* Work instructions *
Below are the records. Transcribe them exactly.

* Given records *
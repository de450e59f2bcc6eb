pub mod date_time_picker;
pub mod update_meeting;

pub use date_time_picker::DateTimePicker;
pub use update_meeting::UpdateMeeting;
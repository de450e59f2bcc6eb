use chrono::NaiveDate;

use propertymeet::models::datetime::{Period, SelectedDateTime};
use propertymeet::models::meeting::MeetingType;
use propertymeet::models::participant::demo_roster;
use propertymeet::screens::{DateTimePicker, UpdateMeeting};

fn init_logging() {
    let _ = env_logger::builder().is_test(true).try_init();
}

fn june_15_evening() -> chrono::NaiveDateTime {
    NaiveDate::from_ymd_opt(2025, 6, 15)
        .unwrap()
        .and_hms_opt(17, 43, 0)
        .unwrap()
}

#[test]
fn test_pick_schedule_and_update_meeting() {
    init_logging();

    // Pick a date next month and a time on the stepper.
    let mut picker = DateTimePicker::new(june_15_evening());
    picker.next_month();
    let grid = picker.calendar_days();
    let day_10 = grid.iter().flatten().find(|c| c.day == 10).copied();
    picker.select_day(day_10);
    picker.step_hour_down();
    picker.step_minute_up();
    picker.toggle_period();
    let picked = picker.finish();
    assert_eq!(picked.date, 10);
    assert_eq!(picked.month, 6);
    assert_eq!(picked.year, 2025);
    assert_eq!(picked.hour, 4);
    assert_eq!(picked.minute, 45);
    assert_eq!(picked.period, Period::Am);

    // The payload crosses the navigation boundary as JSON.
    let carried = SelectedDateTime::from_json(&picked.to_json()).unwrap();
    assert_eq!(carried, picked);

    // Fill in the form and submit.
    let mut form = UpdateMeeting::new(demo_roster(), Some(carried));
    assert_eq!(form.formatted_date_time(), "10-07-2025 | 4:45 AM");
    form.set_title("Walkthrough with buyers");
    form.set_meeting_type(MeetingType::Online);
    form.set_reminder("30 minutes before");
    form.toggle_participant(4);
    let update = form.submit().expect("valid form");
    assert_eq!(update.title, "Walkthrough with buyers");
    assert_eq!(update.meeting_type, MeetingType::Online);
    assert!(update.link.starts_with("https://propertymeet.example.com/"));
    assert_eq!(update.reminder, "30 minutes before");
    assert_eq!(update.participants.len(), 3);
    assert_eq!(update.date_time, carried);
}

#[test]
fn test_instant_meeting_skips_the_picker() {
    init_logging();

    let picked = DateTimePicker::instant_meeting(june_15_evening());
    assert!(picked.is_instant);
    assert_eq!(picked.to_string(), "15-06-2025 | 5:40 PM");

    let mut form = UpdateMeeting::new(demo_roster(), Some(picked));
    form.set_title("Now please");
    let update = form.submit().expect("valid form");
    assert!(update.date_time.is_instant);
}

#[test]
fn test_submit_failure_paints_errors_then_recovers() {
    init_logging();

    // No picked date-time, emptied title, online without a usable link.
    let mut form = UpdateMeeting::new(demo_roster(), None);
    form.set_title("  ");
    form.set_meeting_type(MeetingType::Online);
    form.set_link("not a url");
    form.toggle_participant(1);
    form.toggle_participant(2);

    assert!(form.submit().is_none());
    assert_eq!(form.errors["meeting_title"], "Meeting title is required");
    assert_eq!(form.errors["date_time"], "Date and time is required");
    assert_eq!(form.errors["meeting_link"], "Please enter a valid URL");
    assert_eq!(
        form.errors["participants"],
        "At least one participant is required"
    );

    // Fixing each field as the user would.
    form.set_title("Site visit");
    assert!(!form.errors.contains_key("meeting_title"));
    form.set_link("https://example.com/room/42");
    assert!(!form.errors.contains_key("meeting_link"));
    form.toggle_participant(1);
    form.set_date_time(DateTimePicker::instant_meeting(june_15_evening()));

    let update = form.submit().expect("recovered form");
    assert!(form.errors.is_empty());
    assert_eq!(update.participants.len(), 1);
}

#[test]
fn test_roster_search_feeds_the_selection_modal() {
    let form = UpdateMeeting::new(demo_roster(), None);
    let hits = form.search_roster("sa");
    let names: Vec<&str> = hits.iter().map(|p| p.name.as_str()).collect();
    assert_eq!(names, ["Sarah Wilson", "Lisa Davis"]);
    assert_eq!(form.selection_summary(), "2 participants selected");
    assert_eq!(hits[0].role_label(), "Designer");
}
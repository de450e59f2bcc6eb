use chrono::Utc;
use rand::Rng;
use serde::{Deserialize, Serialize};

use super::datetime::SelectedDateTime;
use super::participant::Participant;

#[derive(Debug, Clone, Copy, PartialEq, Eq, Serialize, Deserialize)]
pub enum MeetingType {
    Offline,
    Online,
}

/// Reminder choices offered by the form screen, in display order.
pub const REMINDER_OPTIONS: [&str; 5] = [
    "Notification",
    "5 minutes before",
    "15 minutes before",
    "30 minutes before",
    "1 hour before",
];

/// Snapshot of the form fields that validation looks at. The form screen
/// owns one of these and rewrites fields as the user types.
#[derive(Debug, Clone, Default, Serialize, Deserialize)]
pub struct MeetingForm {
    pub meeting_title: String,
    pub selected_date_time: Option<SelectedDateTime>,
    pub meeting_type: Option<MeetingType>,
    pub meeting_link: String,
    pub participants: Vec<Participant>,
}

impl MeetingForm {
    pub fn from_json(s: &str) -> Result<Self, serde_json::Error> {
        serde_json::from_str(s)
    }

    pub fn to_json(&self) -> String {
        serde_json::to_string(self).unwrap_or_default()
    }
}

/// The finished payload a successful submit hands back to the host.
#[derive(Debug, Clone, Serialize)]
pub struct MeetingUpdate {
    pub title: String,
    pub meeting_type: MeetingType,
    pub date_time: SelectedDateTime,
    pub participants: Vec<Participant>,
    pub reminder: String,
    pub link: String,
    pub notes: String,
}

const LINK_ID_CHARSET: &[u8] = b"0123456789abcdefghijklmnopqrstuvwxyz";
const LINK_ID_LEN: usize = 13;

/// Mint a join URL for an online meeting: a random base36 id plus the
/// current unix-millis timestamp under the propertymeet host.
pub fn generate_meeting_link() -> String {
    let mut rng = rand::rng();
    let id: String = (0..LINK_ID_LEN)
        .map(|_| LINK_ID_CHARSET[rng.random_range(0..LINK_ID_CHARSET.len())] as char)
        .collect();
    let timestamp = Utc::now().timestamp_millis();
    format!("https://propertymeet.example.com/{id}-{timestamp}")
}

* Output of the task *
repository de450e59f2bcc6eb
pub mod date_time_picker;
pub mod update_meeting;

pub use date_time_picker::DateTimePicker;
pub use update_meeting::UpdateMeeting;
repository de450e59f2bcc6eb
use chrono::NaiveDate;

use propertymeet::models::datetime::{Period, SelectedDateTime};
use propertymeet::models::meeting::MeetingType;
use propertymeet::models::participant::demo_roster;
use propertymeet::screens::{DateTimePicker, UpdateMeeting};

fn init_logging() {
    let _ = env_logger::builder().is_test(true).try_init();
}

fn june_15_evening() -> chrono::NaiveDateTime {
    NaiveDate::from_ymd_opt(2025, 6, 15)
        .unwrap()
        .and_hms_opt(17, 43, 0)
        .unwrap()
}

#[test]
fn test_pick_schedule_and_update_meeting() {
    init_logging();

    // Pick a date next month and a time on the stepper.
    let mut picker = DateTimePicker::new(june_15_evening());
    picker.next_month();
    let grid = picker.calendar_days();
    let day_10 = grid.iter().flatten().find(|c| c.day == 10).copied();
    picker.select_day(day_10);
    picker.step_hour_down();
    picker.step_minute_up();
    picker.toggle_period();
    let picked = picker.finish();
    assert_eq!(picked.date, 10);
    assert_eq!(picked.month, 6);
    assert_eq!(picked.year, 2025);
    assert_eq!(picked.hour, 4);
    assert_eq!(picked.minute, 45);
    assert_eq!(picked.period, Period::Am);

    // The payload crosses the navigation boundary as JSON.
    let carried = SelectedDateTime::from_json(&picked.to_json()).unwrap();
    assert_eq!(carried, picked);

    // Fill in the form and submit.
    let mut form = UpdateMeeting::new(demo_roster(), Some(carried));
    assert_eq!(form.formatted_date_time(), "10-07-2025 | 4:45 AM");
    form.set_title("Walkthrough with buyers");
    form.set_meeting_type(MeetingType::Online);
    form.set_reminder("30 minutes before");
    form.toggle_participant(4);
    let update = form.submit().expect("valid form");
    assert_eq!(update.title, "Walkthrough with buyers");
    assert_eq!(update.meeting_type, MeetingType::Online);
    assert!(update.link.starts_with("https://propertymeet.example.com/"));
    assert_eq!(update.reminder, "30 minutes before");
    assert_eq!(update.participants.len(), 3);
    assert_eq!(update.date_time, carried);
}

#[test]
fn test_instant_meeting_skips_the_picker() {
    init_logging();

    let picked = DateTimePicker::instant_meeting(june_15_evening());
    assert!(picked.is_instant);
    assert_eq!(picked.to_string(), "15-06-2025 | 5:40 PM");

    let mut form = UpdateMeeting::new(demo_roster(), Some(picked));
    form.set_title("Now please");
    let update = form.submit().expect("valid form");
    assert!(update.date_time.is_instant);
}

#[test]
fn test_submit_failure_paints_errors_then_recovers() {
    init_logging();

    // No picked date-time, emptied title, online without a usable link.
    let mut form = UpdateMeeting::new(demo_roster(), None);
    form.set_title("  ");
    form.set_meeting_type(MeetingType::Online);
    form.set_link("not a url");
    form.toggle_participant(1);
    form.toggle_participant(2);

    assert!(form.submit().is_none());
    assert_eq!(form.errors["meeting_title"], "Meeting title is required");
    assert_eq!(form.errors["date_time"], "Date and time is required");
    assert_eq!(form.errors["meeting_link"], "Please enter a valid URL");
    assert_eq!(
        form.errors["participants"],
        "At least one participant is required"
    );

    // Fixing each field as the user would.
    form.set_title("Site visit");
    assert!(!form.errors.contains_key("meeting_title"));
    form.set_link("https://example.com/room/42");
    assert!(!form.errors.contains_key("meeting_link"));
    form.toggle_participant(1);
    form.set_date_time(DateTimePicker::instant_meeting(june_15_evening()));

    let update = form.submit().expect("recovered form");
    assert!(form.errors.is_empty());
    assert_eq!(update.participants.len(), 1);
}

#[test]
fn test_roster_search_feeds_the_selection_modal() {
    let form = UpdateMeeting::new(demo_roster(), None);
    let hits = form.search_roster("sa");
    let names: Vec<&str> = hits.iter().map(|p| p.name.as_str()).collect();
    assert_eq!(names, ["Sarah Wilson", "Lisa Davis"]);
    assert_eq!(form.selection_summary(), "2 participants selected");
    assert_eq!(hits[0].role_label(), "Designer");
}
repository de450e59f2bcc6eb
use chrono::Utc;
use rand::Rng;
use serde::{Deserialize, Serialize};

use super::datetime::SelectedDateTime;
use super::participant::Participant;

#[derive(Debug, Clone, Copy, PartialEq, Eq, Serialize, Deserialize)]
pub enum MeetingType {
    Offline,
    Online,
}

/// Reminder choices offered by the form screen, in display order.
pub const REMINDER_OPTIONS: [&str; 5] = [
    "Notification",
    "5 minutes before",
    "15 minutes before",
    "30 minutes before",
    "1 hour before",
];

/// Snapshot of the form fields that validation looks at. The form screen
/// owns one of these and rewrites fields as the user types.
#[derive(Debug, Clone, Default, Serialize, Deserialize)]
pub struct MeetingForm {
    pub meeting_title: String,
    pub selected_date_time: Option<SelectedDateTime>,
    pub meeting_type: Option<MeetingType>,
    pub meeting_link: String,
    pub participants: Vec<Participant>,
}

impl MeetingForm {
    pub fn from_json(s: &str) -> Result<Self, serde_json::Error> {
        serde_json::from_str(s)
    }

    pub fn to_json(&self) -> String {
        serde_json::to_string(self).unwrap_or_default()
    }
}

/// The finished payload a successful submit hands back to the host.
#[derive(Debug, Clone, Serialize)]
pub struct MeetingUpdate {
    pub title: String,
    pub meeting_type: MeetingType,
    pub date_time: SelectedDateTime,
    pub participants: Vec<Participant>,
    pub reminder: String,
    pub link: String,
    pub notes: String,
}

const LINK_ID_CHARSET: &[u8] = b"0123456789abcdefghijklmnopqrstuvwxyz";
const LINK_ID_LEN: usize = 13;

/// Mint a join URL for an online meeting: a random base36 id plus the
/// current unix-millis timestamp under the propertymeet host.
pub fn generate_meeting_link() -> String {
    let mut rng = rand::rng();
    let id: String = (0..LINK_ID_LEN)
        .map(|_| LINK_ID_CHARSET[rng.random_range(0..LINK_ID_CHARSET.len())] as char)
        .collect();
    let timestamp = Utc::now().timestamp_millis();
    format!("https://propertymeet.example.com/{id}-{timestamp}")
}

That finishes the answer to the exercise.